Task to carry out: The required output is the line with "for entry in archive.entries()?" through the final line of the entries, each one exactly as it stands.
(Material provided Opens)
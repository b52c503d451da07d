//! Placeholder substitution for template path names.
//! Only names are rewritten; file contents are never touched.

use std::path::{Component, Path, PathBuf};

use crate::constants::{PLACEHOLDER_TOKEN, TEMPLATE_SUFFIX};

/// Rewrites template path segments, replacing the placeholder token with the
/// application name and dropping the template suffix from file names.
#[derive(Debug, Clone)]
pub struct TokenRewriter {
    token: String,
    suffix: String,
}

impl TokenRewriter {
    pub fn new<S: Into<String>>(token: S, suffix: S) -> Self {
        Self { token: token.into(), suffix: suffix.into() }
    }

    pub fn token(&self) -> &str {
        &self.token
    }

    /// Rewrites a single file name.
    ///
    /// Every occurrence of the token is replaced. The template suffix is
    /// stripped only when the token was present; `foo.tmpl` stays `foo.tmpl`.
    pub fn rewrite(&self, segment: &str, app_name: &str) -> String {
        if !segment.contains(&self.token) {
            return segment.to_string();
        }
        self.strip_suffix(segment).replace(&self.token, app_name)
    }

    /// Rewrites a single directory name. Directories never lose a suffix.
    pub fn rewrite_dir(&self, segment: &str, app_name: &str) -> String {
        if segment.contains(&self.token) {
            segment.replace(&self.token, app_name)
        } else {
            segment.to_string()
        }
    }

    /// Rewrites a path relative to the template root.
    ///
    /// The token gate is evaluated on the whole relative path, so a file that
    /// sits below a `$appname` directory loses its template suffix even when
    /// its own name does not carry the token. Names that are not valid
    /// UTF-8 cannot hold the token and are kept byte for byte.
    ///
    /// # Arguments
    /// * `relative` - Path relative to the template root
    /// * `app_name` - Substitution value for the token
    /// * `is_dir` - Whether the last segment names a directory
    pub fn rewrite_path(&self, relative: &Path, app_name: &str, is_dir: bool) -> PathBuf {
        let gated = relative.to_string_lossy().contains(&self.token);
        if !gated {
            return relative.to_path_buf();
        }

        let segments: Vec<Component> = relative.components().collect();
        let last = segments.len().saturating_sub(1);
        let mut rewritten = PathBuf::new();
        for (index, component) in segments.into_iter().enumerate() {
            let Component::Normal(name) = component else {
                rewritten.push(component.as_os_str());
                continue;
            };
            let Some(name) = name.to_str() else {
                rewritten.push(name);
                continue;
            };
            let name = if index == last && !is_dir { self.strip_suffix(name) } else { name };
            rewritten.push(name.replace(&self.token, app_name));
        }
        rewritten
    }

    /// Drops the template suffix from the name as written in the template.
    fn strip_suffix<'a>(&self, name: &'a str) -> &'a str {
        match name.strip_suffix(self.suffix.as_str()) {
            Some(stripped) if !stripped.is_empty() => stripped,
            _ => name,
        }
    }
}

impl Default for TokenRewriter {
    fn default() -> Self {
        TokenRewriter::new(PLACEHOLDER_TOKEN, TEMPLATE_SUFFIX)
    }
}
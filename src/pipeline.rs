//! Scaffolding pipeline.
//! Copies a template into the staging area, packs the rewritten project,
//! unpacks it at its destination and removes the staging area again.

use log::debug;
use std::path::{Path, PathBuf};

use crate::{
    archive,
    catalog::{TemplateCatalog, TemplateKind},
    config::ScaffoldConfig,
    copier::TreeCopier,
    error::{Error, Result},
    policy::FailurePolicy,
    rewriter::TokenRewriter,
    staging::StagingArea,
};

/// Steps a run moves through.
#[derive(Debug, Clone, Copy, PartialEq, Eq)]
pub enum PipelineState {
    Idle,
    StagingCreated,
    Copied,
    Packed,
    Unpacked,
    CleanedUp,
    Failed,
}

/// What a run actually produced.
#[derive(Debug, Clone, PartialEq, Eq)]
pub enum ScaffoldOutcome {
    /// The project was created at the destination.
    Created,
    /// The template had no top-level `$appname` entry, so nothing was packed.
    NothingToPackage,
    /// No archive was found after packing, so nothing was unpacked.
    NoArchive,
    /// The destination already existed and was left untouched (lenient policy only).
    DestinationExists,
}

/// Result of a completed run.
#[derive(Debug)]
pub struct ScaffoldReport {
    pub destination: PathBuf,
    pub outcome: ScaffoldOutcome,
    /// Last state reached before cleanup
    pub state: PipelineState,
    /// Set when the staging area could not be removed
    pub cleanup_error: Option<String>,
}

impl ScaffoldReport {
    pub fn is_created(&self) -> bool {
        self.outcome == ScaffoldOutcome::Created
    }
}

pub struct ScaffoldPipeline {
    config: ScaffoldConfig,
    catalog: Box<dyn TemplateCatalog>,
    policy: FailurePolicy,
    rewriter: TokenRewriter,
}

impl ScaffoldPipeline {
    pub fn new(
        config: ScaffoldConfig,
        catalog: Box<dyn TemplateCatalog>,
        policy: FailurePolicy,
    ) -> Self {
        Self { config, catalog, policy, rewriter: TokenRewriter::default() }
    }

    pub fn with_rewriter(mut self, rewriter: TokenRewriter) -> Self {
        self.rewriter = rewriter;
        self
    }

    pub fn config(&self) -> &ScaffoldConfig {
        &self.config
    }

    /// Runs the whole pipeline for `kind` and `app_name`.
    ///
    /// The staging area is removed whether the steps succeed or not; a
    /// failure to remove it is recorded in the report and never turns a
    /// successful run into an error.
    ///
    /// # Errors
    /// * `Error::SourceMissing` if the template tree is missing (strict policy)
    /// * `Error::ArchiveCreation` if packing fails
    /// * `Error::DestinationExists` if the destination exists (strict policy)
    /// * `Error::IoError` for any other filesystem failure
    pub fn run(&self, kind: TemplateKind, app_name: &str) -> Result<ScaffoldReport> {
        let mut state = PipelineState::Idle;
        let template_root = self.catalog.resolve(kind);
        let destination = self.config.destination_root.join(app_name);

        let staging = StagingArea::acquire(&self.config.staging_root)?;
        transition(&mut state, PipelineState::StagingCreated);

        let result =
            self.run_staged(&staging, &template_root, &destination, kind, app_name, &mut state);
        if result.is_err() {
            transition(&mut state, PipelineState::Failed);
        }

        let cleanup_error = match staging.release() {
            Ok(()) => None,
            Err(e) => {
                debug!("{e}");
                Some(e.to_string())
            }
        };

        let outcome = result?;
        let last_state = state;
        transition(&mut state, PipelineState::CleanedUp);

        Ok(ScaffoldReport { destination, outcome, state: last_state, cleanup_error })
    }

    fn run_staged(
        &self,
        staging: &StagingArea,
        template_root: &Path,
        destination: &Path,
        kind: TemplateKind,
        app_name: &str,
        state: &mut PipelineState,
    ) -> Result<ScaffoldOutcome> {
        let staged_template = staging.path().join(kind.dir_name());
        let copier = TreeCopier::new(self.rewriter.clone(), self.policy);
        let report = copier.copy_tree(template_root, &staged_template, app_name, true)?;
        debug!("Staged {} files and {} directories", report.files, report.directories);
        transition(state, PipelineState::Copied);

        let staged_project = staged_template.join(app_name);
        let archive_path = staging.path().join(kind.archive_name());
        if staged_project.is_dir() {
            archive::pack(&staged_project, &archive_path)?;
            transition(state, PipelineState::Packed);
        } else {
            debug!(
                "Template '{}' has no '{}' entry, nothing to package",
                template_root.display(),
                self.rewriter.token()
            );
            return Ok(ScaffoldOutcome::NothingToPackage);
        }

        if !archive_path.is_file() {
            debug!("Archive '{}' is missing, nothing to unpack", archive_path.display());
            return Ok(ScaffoldOutcome::NoArchive);
        }

        match archive::unpack(&archive_path, destination) {
            Ok(()) => {
                transition(state, PipelineState::Unpacked);
                Ok(ScaffoldOutcome::Created)
            }
            Err(err @ Error::DestinationExists { .. }) if !self.policy.is_strict() => {
                debug!("{err}");
                Ok(ScaffoldOutcome::DestinationExists)
            }
            Err(err) => Err(err),
        }
    }
}

fn transition(state: &mut PipelineState, next: PipelineState) {
    debug!("Pipeline state: {:?} -> {:?}", state, next);
    *state = next;
}
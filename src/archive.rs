//! Gzipped tarball packing and unpacking.
//! The staged project is packed into a single `.tar.gz` file and expanded
//! again at its final destination.

use flate2::{read::GzDecoder, write::GzEncoder, Compression};
use log::{debug, warn};
use std::fs::{self, File, OpenOptions};
use std::io::ErrorKind;
use std::path::{Path, PathBuf};

use crate::{
    error::{Error, Result},
    walk::entries,
};

fn creation_error(archive: &Path, reason: impl ToString) -> Error {
    Error::ArchiveCreation { archive: archive.display().to_string(), reason: reason.to_string() }
}

/// Packs the contents of `source_dir` into a new archive at `archive_path`.
///
/// Entries are stored relative to `source_dir`, so unpacking reproduces the
/// directory's contents rather than the directory itself.
///
/// # Returns
/// * `Result<PathBuf>` - Path of the written archive
///
/// # Errors
/// * `Error::ArchiveCreation` if `source_dir` is missing, an archive already
///   exists at `archive_path`, or any entry cannot be written
pub fn pack<P: AsRef<Path>, Q: AsRef<Path>>(source_dir: P, archive_path: Q) -> Result<PathBuf> {
    let source_dir = source_dir.as_ref();
    let archive_path = archive_path.as_ref();

    if !source_dir.is_dir() {
        return Err(creation_error(
            archive_path,
            format!("source directory '{}' does not exist", source_dir.display()),
        ));
    }

    let file = OpenOptions::new().write(true).create_new(true).open(archive_path).map_err(|e| {
        if e.kind() == ErrorKind::AlreadyExists {
            creation_error(archive_path, "archive already exists")
        } else {
            creation_error(archive_path, e)
        }
    })?;

    debug!("Packing '{}' into '{}'", source_dir.display(), archive_path.display());

    let written = write_entries(source_dir, file, archive_path);
    if written.is_err() {
        // A half-written archive must not be mistaken for a packed tree.
        if let Err(e) = fs::remove_file(archive_path) {
            warn!("Failed to remove incomplete archive '{}': {e}", archive_path.display());
        }
    }
    written?;

    Ok(archive_path.to_path_buf())
}

fn write_entries(source_dir: &Path, file: File, archive_path: &Path) -> Result<()> {
    let encoder = GzEncoder::new(file, Compression::default());
    let mut builder = tar::Builder::new(encoder);

    for entry in entries(source_dir, true) {
        let entry = entry?;
        let full_path = source_dir.join(&entry.relative_path);
        let appended = if entry.is_dir {
            builder.append_dir(&entry.relative_path, &full_path)
        } else {
            builder.append_path_with_name(&full_path, &entry.relative_path)
        };
        appended.map_err(|e| creation_error(archive_path, e))?;
    }

    let encoder = builder.into_inner().map_err(|e| creation_error(archive_path, e))?;
    encoder.finish().map_err(|e| creation_error(archive_path, e))?;
    Ok(())
}

/// Expands `archive_path` into `destination`, which must not exist yet.
///
/// # Errors
/// * `Error::DestinationExists` if `destination` exists; nothing is extracted
/// * `Error::IoError` if the archive cannot be read or extraction fails, in
///   which case the partially written destination is removed
pub fn unpack<P: AsRef<Path>, Q: AsRef<Path>>(archive_path: P, destination: Q) -> Result<()> {
    let archive_path = archive_path.as_ref();
    let destination = destination.as_ref();

    if destination.exists() {
        return Err(Error::DestinationExists { destination: destination.display().to_string() });
    }

    let file = File::open(archive_path)?;
    debug!("Unpacking '{}' into '{}'", archive_path.display(), destination.display());

    fs::create_dir_all(destination)?;
    let mut archive = tar::Archive::new(GzDecoder::new(file));
    if let Err(e) = archive.unpack(destination) {
        if let Err(cleanup) = fs::remove_dir_all(destination) {
            warn!("Failed to remove partial destination '{}': {cleanup}", destination.display());
        }
        return Err(Error::IoError(e));
    }

    Ok(())
}

/// Lists the relative paths stored in an archive, in archive order.
pub fn list<P: AsRef<Path>>(archive_path: P) -> Result<Vec<PathBuf>> {
    let file = File::open(archive_path.as_ref())?;
    let mut archive = tar::Archive::new(GzDecoder::new(file));
    let mut paths = Vec::new();
    for entry in archive.entries()? {
        let entry = entry?;
        paths.push(entry.path()?.into_owned());
    }
    Ok(paths)
}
(Material provided Closes)
Answer box:
    for entry in archive.entries()? {
        let entry = entry?;
        paths.push(entry.path()?.into_owned());
    }
    Ok(paths)
}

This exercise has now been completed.